Thinking Back

Laura‘s short Friday Five question for the week is this:

“There was a light and then someone hit me…” What are your five earliest memories?

This is really a difficult question for me. I don’t remember so much from my early childhood, so I’m going to have to think hard to answer this. Excuse that smoke smell, it’s my brain scalding.

  • I remember going out to the coast and staring out into the ocean.

    When I was a kid we lived in Nova Scotia and I have this strong memory of going to some kind of bay which was shaped like a horseshoe or something. The middle of the bay was filled in, if you know what I mean, so there was just this huge horseshoe shape cut (by water erosion, I guess) into the land. The tide came in there rather quickly, and I remember being impressed by it and thinking for years that it was normal that the tide come in quickly.

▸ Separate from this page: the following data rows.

// Copyright 2026 The SlipShark Project
// SPDX-License-Identifier: Apache-2.0

// Durable client-side key-value storage.
//
// The rate limiter keeps its record under a single key. `FileStore` keeps
// every key in one JSON object on disk; `MemoryStore` is the in-process
// equivalent for tests and ephemeral sessions.
//
// Store path resolution order:
//   1. explicit path (CLI `--store`)
//   2. `$SLIPSHARK_STORE` environment variable
//   3. `<platform data dir>/slipshark/storage.json`

use std::collections::BTreeMap;
use std::fs;
use std::io::ErrorKind;
use std::path::{Path, PathBuf};
use std::sync::Mutex;

#[derive(Debug, thiserror::Error)]
pub enum StoreError {
    #[error("failed to access store {path}: {source}")]
    Io {
        path: PathBuf,
        source: std::io::Error,
    },

    #[error("store {path} is not a JSON object of strings: {source}")]
    Corrupt {
        path: PathBuf,
        source: serde_json::Error,
    },

    #[error("failed to encode store contents: {0}")]
    Encode(#[source] serde_json::Error),
}

/// String key-value storage that survives restarts.
pub trait KeyValueStore: Send + Sync {
    /// `Ok(None)` when the key has never been written.
    fn get(&self, key: &str) -> Result<Option<String>, StoreError>;
    fn set(&self, key: &str, value: &str) -> Result<(), StoreError>;
}

/// Resolve where the file store lives. `None` only when no platform data
/// directory exists and no override is given.
pub fn resolve_store_path(explicit: Option<&str>) -> Option<PathBuf> {
    if let Some(path) = explicit {
        return Some(PathBuf::from(path));
    }

    if let Ok(path) = std::env::var("SLIPSHARK_STORE") {
        if !path.is_empty() {
            return Some(PathBuf::from(path));
        }
    }

    dirs::data_dir().map(|d| d.join("slipshark").join("storage.json"))
}

// ---------------------------------------------------------------------------
// File store
// ---------------------------------------------------------------------------

pub struct FileStore {
    path: PathBuf,
    // Serializes read-modify-write cycles within this process.
    lock: Mutex<()>,
}

impl FileStore {
    pub fn new(path: impl Into<PathBuf>) -> Self {
        Self {
            path: path.into(),
            lock: Mutex::new(()),
        }
    }

    pub fn path(&self) -> &Path {
        &self.path
    }

    fn read_all(&self) -> Result<BTreeMap<String, String>, StoreError> {
        let text = match fs::read_to_string(&self.path) {
            Ok(t) => t,
            Err(e) if e.kind() == ErrorKind::NotFound => return Ok(BTreeMap::new()),
            Err(e) => {
                return Err(StoreError::Io {
                    path: self.path.clone(),
                    source: e,
                })
            }
        };
        if text.trim().is_empty() {
            return Ok(BTreeMap::new());
        }
        serde_json::from_str(&text).map_err(|e| StoreError::Corrupt {
            path: self.path.clone(),
            source: e,
        })
    }

    /// Replace the file contents through a sibling temp file so a crash
    /// never leaves a half-written document.
    fn write_all(&self, entries: &BTreeMap<String, String>) -> Result<(), StoreError> {
        if let Some(parent) = self.path.parent().filter(|p| !p.as_os_str().is_empty()) {
            fs::create_dir_all(parent).map_err(|e| StoreError::Io {
                path: parent.to_path_buf(),
                source: e,
            })?;
        }

        let json = serde_json::to_string_pretty(entries).map_err(StoreError::Encode)?;
        let tmp = self.path.with_extension("json.tmp");
        fs::write(&tmp, json).map_err(|e| StoreError::Io {
            path: tmp.clone(),
            source: e,
        })?;
        fs::rename(&tmp, &self.path).map_err(|e| StoreError::Io {
            path: self.path.clone(),
            source: e,
        })
    }
}

impl KeyValueStore for FileStore {
    fn get(&self, key: &str) -> Result<Option<String>, StoreError> {
        let _guard = self.lock.lock().unwrap_or_else(|e| e.into_inner());
        Ok(self.read_all()?.remove(key))
    }

    fn set(&self, key: &str, value: &str) -> Result<(), StoreError> {
        let _guard = self.lock.lock().unwrap_or_else(|e| e.into_inner());
        // A corrupt document is replaced rather than blocking every write.
        let mut entries = match self.read_all() {
            Ok(entries) => entries,
            Err(StoreError::Corrupt { path, source }) => {
                tracing::warn!(path = %path.display(), error = %source, "replacing corrupt store");
                BTreeMap::new()
            }
            Err(e) => return Err(e),
        };
        entries.insert(key.to_string(), value.to_string());
        self.write_all(&entries)
    }
}

// ---------------------------------------------------------------------------
// Memory store
// ---------------------------------------------------------------------------

#[derive(Default)]
pub struct MemoryStore {
    entries: Mutex<BTreeMap<String, String>>,
}

impl MemoryStore {
    pub fn new() -> Self {
        Self::default()
    }
}

impl KeyValueStore for MemoryStore {
    fn get(&self, key: &str) -> Result<Option<String>, StoreError> {
        let entries = self.entries.lock().unwrap_or_else(|e| e.into_inner());
        Ok(entries.get(key).cloned())
    }

    fn set(&self, key: &str, value: &str) -> Result<(), StoreError> {
        let mut entries = self.entries.lock().unwrap_or_else(|e| e.into_inner());
        entries.insert(key.to_string(), value.to_string());
        Ok(())
    }
}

  • Not letting the cat out of the box.

    Yes, one of my earliest memories involves an act of cruelty to animals. My friend Shawn Strong and I were playing with a cat—his, I think—and we put it in a box and rolled the box down a hill. It was a wooden box of some kind, and when it hit the bottom of the hill, it broke apart and the cat flew out, and ran off into the woods, never to be seen again.

  • My first “girlfriend”.

    I can’t remember if she was the girl with the dark hair, or the one with the blond hair. Shawn and I used to walk home to the trailer park together from kindergarten sometimes some girls living in nearby trailers walked with us, or near us. We decided that this pair of girls, walking with us, meant that they liked us. This, of course, signified that they were in fact our girlfriends. But I remember we couldn’t decide on which girl was whose girlfriend.

  • “Saving Annie’s life.”

    Okay, it’s a bit exaggerated, but all my childhood I remembered it in that way, so I’m leaving it as that for now. One day, my sisters and I got into the car and my dad started up the engine. Well, eventually he got it started, but I think he had a little engine trouble first. This, of course, meant that there was some time for us kids to sit and wait… and fidget… and fiddle. Well, my baby sister Annie somehow got the back door open and fell out of the car, and crawled under it.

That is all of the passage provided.